Ninguém pediu uma continuação de “O Contador”, e ainda assim ela chegou — armada, afiada e mais barulhenta do que nunca. Estreando nesta quinta-feira (24), o novo capítulo da saga de Christian Wolff, o contador autista e metódico com habilidades de combate dignas de um super-herói de ação, abraça tudo aquilo que parecia exagerado no filme de 2016 e multiplica por dois: a pancadaria, a confusão narrativa e a masculinidade truncada. A boa notícia? Dessa vez, o absurdo é parte do charme.
Ben Affleck retorna ao papel com a mesma contenção do primeiro filme — olhar vazio, fala precisa, gestos calculados. Mas algo mudou. Em O Contador 2, o roteiro opta por rir, ainda que discretamente, da rigidez do protagonista. Ao invés de esconder suas idiossincrasias sob uma camada de seriedade incômoda, o filme as transforma em momentos quase cômicos, como quando Chris tenta dançar ou navegar em aplicativos de relacionamento. O resultado é um protagonista mais humano, sem abrir mão da letalidade que o tornou famoso.

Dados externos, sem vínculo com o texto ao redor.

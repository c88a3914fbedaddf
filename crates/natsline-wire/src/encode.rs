//! Serialisation of client commands into wire bytes.
//!
//! Every function returns the complete frame, terminator included, so callers
//! can hand the buffer to a single `write_all`.

use crate::{CRLF, ConnectOptions, SubscriptionId, TokenKind, WireError};

/// Literal keep-alive probe.
pub const PING: &[u8] = b"PING\r\n";
/// Literal keep-alive reply.
pub const PONG: &[u8] = b"PONG\r\n";

/// Checks that `value` can be placed on the wire as a single token.
///
/// # Errors
///
/// Returns [`WireError::InvalidToken`] when `value` is empty or contains
/// whitespace.
pub fn validate_token(kind: TokenKind, value: &str) -> Result<(), WireError> {
    if value.is_empty() || value.chars().any(char::is_whitespace) {
        return Err(WireError::InvalidToken {
            kind,
            value: value.to_owned(),
        });
    }
    Ok(())
}

/// Encodes `CONNECT {json-options}`.
///
/// # Errors
///
/// Returns [`WireError::Json`] if the options cannot be serialised.
pub fn encode_connect(options: &ConnectOptions) -> Result<Vec<u8>, WireError> {
    let json = serde_json::to_vec(options).map_err(WireError::Json)?;
    let mut frame = Vec::with_capacity(json.len().saturating_add(10));
    frame.extend_from_slice(b"CONNECT ");
    frame.extend_from_slice(&json);
    frame.extend_from_slice(CRLF);
    Ok(frame)
}

/// Encodes `PUB <subject>[ <reply-to>] <len>` followed by the payload.
///
/// The declared length counts bytes, so payloads may contain CR/LF or
/// non-UTF-8 data.
///
/// # Errors
///
/// Returns [`WireError::InvalidToken`] for an empty or whitespace-bearing
/// subject or reply-to.
pub fn encode_publish(
    subject: &str,
    reply_to: Option<&str>,
    payload: &[u8],
) -> Result<Vec<u8>, WireError> {
    validate_token(TokenKind::Subject, subject)?;
    let header = match reply_to {
        Some(reply) => {
            validate_token(TokenKind::ReplyTo, reply)?;
            format!("PUB {subject} {reply} {}\r\n", payload.len())
        }
        None => format!("PUB {subject} {}\r\n", payload.len()),
    };
    let mut frame = Vec::with_capacity(header.len() + payload.len() + CRLF.len());
    frame.extend_from_slice(header.as_bytes());
    frame.extend_from_slice(payload);
    frame.extend_from_slice(CRLF);
    Ok(frame)
}

/// Encodes `SUB <subject>[ <group>] <sid>`.
///
/// # Errors
///
/// Returns [`WireError::InvalidToken`] when any token is empty or contains
/// whitespace.
pub fn encode_subscribe(
    subject: &str,
    group: Option<&str>,
    sid: &SubscriptionId,
) -> Result<Vec<u8>, WireError> {
    validate_token(TokenKind::Subject, subject)?;
    validate_token(TokenKind::SubscriptionId, sid.as_str())?;
    let line = match group {
        Some(queue) => {
            validate_token(TokenKind::QueueGroup, queue)?;
            format!("SUB {subject} {queue} {sid}\r\n")
        }
        None => format!("SUB {subject} {sid}\r\n"),
    };
    Ok(line.into_bytes())
}

/// Encodes `UNSUB <sid>[ <max-msgs>]`.
///
/// # Errors
///
/// Returns [`WireError::InvalidToken`] when the sid is not a valid token.
pub fn encode_unsubscribe(
    sid: &SubscriptionId,
    max_msgs: Option<u64>,
) -> Result<Vec<u8>, WireError> {
    validate_token(TokenKind::SubscriptionId, sid.as_str())?;
    let line = match max_msgs {
        Some(max) => format!("UNSUB {sid} {max}\r\n"),
        None => format!("UNSUB {sid}\r\n"),
    };
    Ok(line.into_bytes())
}

#[cfg(test)]
mod tests {
    use rstest::rstest;

    use super::*;

    #[test]
    fn publish_matches_reference_frame() {
        let frame = encode_publish("foo.bar", None, b"hi").expect("encode publish");
        assert_eq!(frame, b"PUB foo.bar 2\r\nhi\r\n");
    }

    #[test]
    fn publish_includes_reply_subject() {
        let frame = encode_publish("foo", Some("_INBOX.1"), b"").expect("encode publish");
        assert_eq!(frame, b"PUB foo _INBOX.1 0\r\n\r\n");
    }

    #[test]
    fn publish_length_counts_bytes() {
        let payload = "héllo".as_bytes();
        let frame = encode_publish("greet", None, payload).expect("encode publish");
        assert!(frame.starts_with(b"PUB greet 6\r\n"));
    }

    #[rstest]
    #[case("")]
    #[case("foo bar")]
    #[case("foo\tbar")]
    #[case("foo\r\n")]
    fn publish_rejects_bad_subjects(#[case] subject: &str) {
        let error = encode_publish(subject, None, b"x").expect_err("subject must be rejected");
        assert!(matches!(
            error,
            WireError::InvalidToken {
                kind: TokenKind::Subject,
                ..
            }
        ));
    }

    #[rstest]
    #[case(None, "SUB foo abc\r\n")]
    #[case(Some("workers"), "SUB foo workers abc\r\n")]
    fn subscribe_frames(#[case] group: Option<&str>, #[case] expected: &str) {
        let sid = SubscriptionId::from("abc");
        let frame = encode_subscribe("foo", group, &sid).expect("encode subscribe");
        assert_eq!(frame, expected.as_bytes());
    }

    #[rstest]
    #[case(None, "UNSUB abc\r\n")]
    #[case(Some(5), "UNSUB abc 5\r\n")]
    fn unsubscribe_frames(#[case] max_msgs: Option<u64>, #[case] expected: &str) {
        let sid = SubscriptionId::from("abc");
        let frame = encode_unsubscribe(&sid, max_msgs).expect("encode unsubscribe");
        assert_eq!(frame, expected.as_bytes());
    }

    #[test]
    fn connect_embeds_json_options() {
        let options = ConnectOptions {
            verbose: true,
            ..ConnectOptions::default()
        };
        let frame = encode_connect(&options).expect("encode connect");
        let text = String::from_utf8(frame).expect("connect is utf-8");
        let json = text
            .strip_prefix("CONNECT ")
            .and_then(|rest| rest.strip_suffix("\r\n"))
            .expect("connect framing");
        let decoded: ConnectOptions = serde_json::from_str(json).expect("decode options");
        assert_eq!(decoded, options);
    }
}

Foto: Divulgação/Warner Bros. Pictures
A trama, por outro lado, é uma verdadeira salada de interesses: tráfico humano, cartéis de peixe (!), uma rede de jovens autistas hackers e uma assassina estilosa com nome de perfume francês. O roteiro é um labirinto sem centro, mas isso não parece incomodar os realizadores. Aqui, a coerência narrativa é secundária. O importante é que haja espaço para tiroteios, perseguições e diálogos entre irmãos que mais parecem sessões de terapia com testosterona em excesso.
É justamente na dinâmica entre Chris e Braxton (Jon Bernthal) que o filme encontra seu coração. Os dois irmãos — emocionalmente disfuncionais, mas ferozmente leais — entregam os momentos mais críveis em meio ao caos estilizado. Bernthal, livre para exagerar, transforma cada cena em uma espécie de monólogo emocional com armas nas mãos. Se Affleck continua rígido, Bernthal compensa com sobra.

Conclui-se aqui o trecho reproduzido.